Supplied data section start
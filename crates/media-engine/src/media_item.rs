//! Playable items handed to the media player

use keypoint_core::{Book, KeyPoint, KeyPointId};

/// Kind of content a media item carries
#[derive(Debug, Clone, Copy, PartialEq, Eq)]
#[non_exhaustive]
pub enum MediaType {
    AudioBookChapter,
}

/// Descriptive metadata shown by the platform media surfaces
#[derive(Debug, Clone, PartialEq)]
pub struct MediaMetadata {
    pub title: String,
    /// Book title, shown where a music player shows the artist
    pub artist: String,
    pub artwork_uri: Option<String>,
    pub media_type: MediaType,
    pub is_playable: bool,
    pub is_browsable: bool,
}

/// One track in the player's queue
#[derive(Debug, Clone, PartialEq)]
pub struct MediaItem {
    /// Key point id rendered as a string
    pub media_id: String,
    pub uri: String,
    pub metadata: MediaMetadata,
}

impl MediaItem {
    /// Builds the track for a key point of `book`
    pub fn from_key_point(book: &Book, key_point: &KeyPoint) -> Self {
        Self {
            media_id: key_point.id.to_string(),
            uri: key_point.audio.as_str().to_string(),
            metadata: MediaMetadata {
                title: key_point.title.clone(),
                artist: book.title.clone(),
                artwork_uri: Some(book.cover.as_str().to_string()),
                media_type: MediaType::AudioBookChapter,
                is_playable: true,
                is_browsable: false,
            },
        }
    }

    /// Parses the media id back into a key point id
    pub fn key_point_id(&self) -> Option<KeyPointId> {
        self.media_id.parse().ok()
    }
}

/// Builds the queue for a whole book, in key point order
pub fn track_list(book: &Book) -> Vec<MediaItem> {
    book.key_points
        .iter()
        .map(|key_point| MediaItem::from_key_point(book, key_point))
        .collect()
}
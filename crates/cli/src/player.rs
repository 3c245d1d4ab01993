use anyhow::{Context, Result};
use console::{style, Key, Term};
use keypoint_config::{Config, PlayerConfig};
use keypoint_core::{format_speed, format_time, step_speed, Book};
use keypoint_playback::{
    BookPlaybackRepository, PlaybackEvent, PlaybackIntent, PlaybackViewModel, ScreenState,
};
use media_engine::SimulatedPlayerFactory;
use std::sync::Arc;
use std::time::Duration;
use tokio::sync::mpsc;
use tokio::time::{interval, Instant};

const NOTICE_DURATION: Duration = Duration::from_secs(3);
const PROGRESS_WIDTH: usize = 40;
const MIN_REFRESH: Duration = Duration::from_millis(16);

/// What a key press asks the screen to do
#[derive(Debug, Clone, Copy, PartialEq)]
enum KeyAction {
    Intent(PlaybackIntent),
    InjectFailure,
    Quit,
    Ignore,
}

struct Notice {
    message: &'static str,
    shown_at: Instant,
}

pub async fn start_playback(
    book: Book,
    position: u32,
    config: &Config,
    track_length: Duration,
) -> Result<()> {
    let factory = Arc::new(SimulatedPlayerFactory::new(track_length));
    let repository = Arc::new(BookPlaybackRepository::with_factory(
        factory.clone(),
        &config.player,
    ));
    let view_model = PlaybackViewModel::new(book, repository, &config.player)
        .context("Failed to open playback screen")?;
    let events = view_model
        .take_events()
        .context("Playback events already taken")?;

    view_model.init(position);

    let term = Term::stdout();
    warn_on_failure(term.hide_cursor(), "hide cursor");

    let result = screen_loop(&term, &view_model, events, &factory, &config.player).await;

    view_model.teardown();
    warn_on_failure(term.show_cursor(), "show cursor");

    result
}

async fn screen_loop(
    term: &Term,
    view_model: &PlaybackViewModel,
    mut events: mpsc::Receiver<PlaybackEvent>,
    factory: &SimulatedPlayerFactory,
    config: &PlayerConfig,
) -> Result<()> {
    let mut keys = spawn_key_reader(term.clone());
    let mut refresh = interval(config.ui_refresh_interval().max(MIN_REFRESH));
    let mut notice: Option<Notice> = None;

    loop {
        tokio::select! {
            _ = refresh.tick() => {
                if notice.as_ref().is_some_and(|n| n.shown_at.elapsed() > NOTICE_DURATION) {
                    notice = None;
                }
                draw_screen(term, view_model.book(), &view_model.current_state(), notice.as_ref())
                    .context("Failed to draw playback screen")?;
            }
            Some(event) = events.recv() => {
                notice = Some(Notice {
                    message: event.message(),
                    shown_at: Instant::now(),
                });
            }
            key = keys.recv() => {
                let Some(key) = key else {
                    break;
                };
                match map_key(&key, &view_model.current_state(), config) {
                    KeyAction::Intent(intent) => {
                        view_model.send_intent(intent);
                    }
                    KeyAction::InjectFailure => {
                        if let Some(player) = factory.last_player() {
                            player.fail("Simulated playback failure");
                        }
                    }
                    KeyAction::Quit => break,
                    KeyAction::Ignore => {}
                }
            }
        }
    }

    Ok(())
}

/// Prints a warning for a terminal call that failed; returns true if it did
fn warn_on_failure(result: std::io::Result<()>, action: &str) -> bool {
    match result {
        Ok(()) => false,
        Err(error) => {
            eprintln!("Warning: Failed to {}: {}", action, error);
            true
        }
    }
}

/// Reads keys on a plain thread; `read_key` blocks
fn spawn_key_reader(term: Term) -> mpsc::UnboundedReceiver<Key> {
    let (sender, receiver) = mpsc::unbounded_channel();
    std::thread::spawn(move || {
        while let Ok(key) = term.read_key() {
            if sender.send(key).is_err() {
                break;
            }
        }
    });
    receiver
}

fn map_key(key: &Key, state: &ScreenState, config: &PlayerConfig) -> KeyAction {
    match key {
        Key::Char(' ') => {
            if state.is_playing {
                KeyAction::Intent(PlaybackIntent::Pause)
            } else {
                KeyAction::Intent(PlaybackIntent::Play)
            }
        }
        Key::Char('n') => KeyAction::Intent(PlaybackIntent::Next),
        Key::Char('p') => KeyAction::Intent(PlaybackIntent::Previous),
        Key::ArrowLeft => KeyAction::Intent(PlaybackIntent::SeekBackward),
        Key::ArrowRight => KeyAction::Intent(PlaybackIntent::SeekForward),
        Key::Char('+') | Key::Char('=') => KeyAction::Intent(PlaybackIntent::ChangeSpeed(
            config.clamp_speed(step_speed(state.speed, config.speed_step)),
        )),
        Key::Char('-') | Key::Char('_') => KeyAction::Intent(PlaybackIntent::ChangeSpeed(
            config.clamp_speed(step_speed(state.speed, -config.speed_step)),
        )),
        Key::Char(c @ '1'..='9') => {
            let index = *c as usize - '1' as usize;
            match config.speed_presets.get(index) {
                Some(speed) => KeyAction::Intent(PlaybackIntent::ChangeSpeed(*speed)),
                None => KeyAction::Ignore,
            }
        }
        Key::Char('e') => KeyAction::InjectFailure,
        Key::Char('q') | Key::Escape => KeyAction::Quit,
        _ => KeyAction::Ignore,
    }
}

fn progress_bar(state: &ScreenState) -> String {
    let filled = (state.progress() * PROGRESS_WIDTH as f64).round() as usize;
    format!(
        "[{}{}]",
        "#".repeat(filled),
        "-".repeat(PROGRESS_WIDTH - filled.min(PROGRESS_WIDTH))
    )
}

fn draw_screen(
    term: &Term,
    book: &Book,
    state: &ScreenState,
    notice: Option<&Notice>,
) -> std::io::Result<()> {
    term.clear_screen()?;

    term.write_line(&format!("{}", style(&book.title).bold().cyan()))?;
    term.write_line(&format!("{}", style(state.book_logo.as_str()).dim()))?;
    term.write_line(&"=".repeat(60))?;
    term.write_line("")?;
    term.write_line(&format!(
        "KEY POINT {} OF {}",
        state.key_point_number, state.total_key_points
    ))?;
    term.write_line(&format!("{}", style(&state.key_point_title).bold()))?;
    term.write_line("")?;
    term.write_line(&format!(
        "{} {} / {}",
        progress_bar(state),
        format_time(state.playback_position),
        format_time(state.duration)
    ))?;

    let status = if state.is_playing {
        style("▶ Playing").green()
    } else {
        style("⏸ Paused").yellow()
    };
    term.write_line(&format!("{}   Speed {}x", status, format_speed(state.speed)))?;
    term.write_line("")?;

    if let Some(notice) = notice {
        term.write_line(&format!("{}", style(notice.message).red().bold()))?;
        term.write_line("")?;
    }

    term.write_line(&format!(
        "{}",
        style("space play/pause  n/p next/previous  ←/→ seek  +/- speed  1-4 presets  e fail  q quit")
            .dim()
    ))?;

    Ok(())
}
Supplied data section end
* What to do:
"platform media surfaces" marks the last line to print; print everything from the first line of the data through that line, unchanged, and nothing more.

* Task result:
filename crates/media-engine/src/media_item.rs
//! Playable items handed to the media player

use keypoint_core::{Book, KeyPoint, KeyPointId};

/// Kind of content a media item carries
#[derive(Debug, Clone, Copy, PartialEq, Eq)]
#[non_exhaustive]
pub enum MediaType {
    AudioBookChapter,
}

/// Descriptive metadata shown by the platform media surfaces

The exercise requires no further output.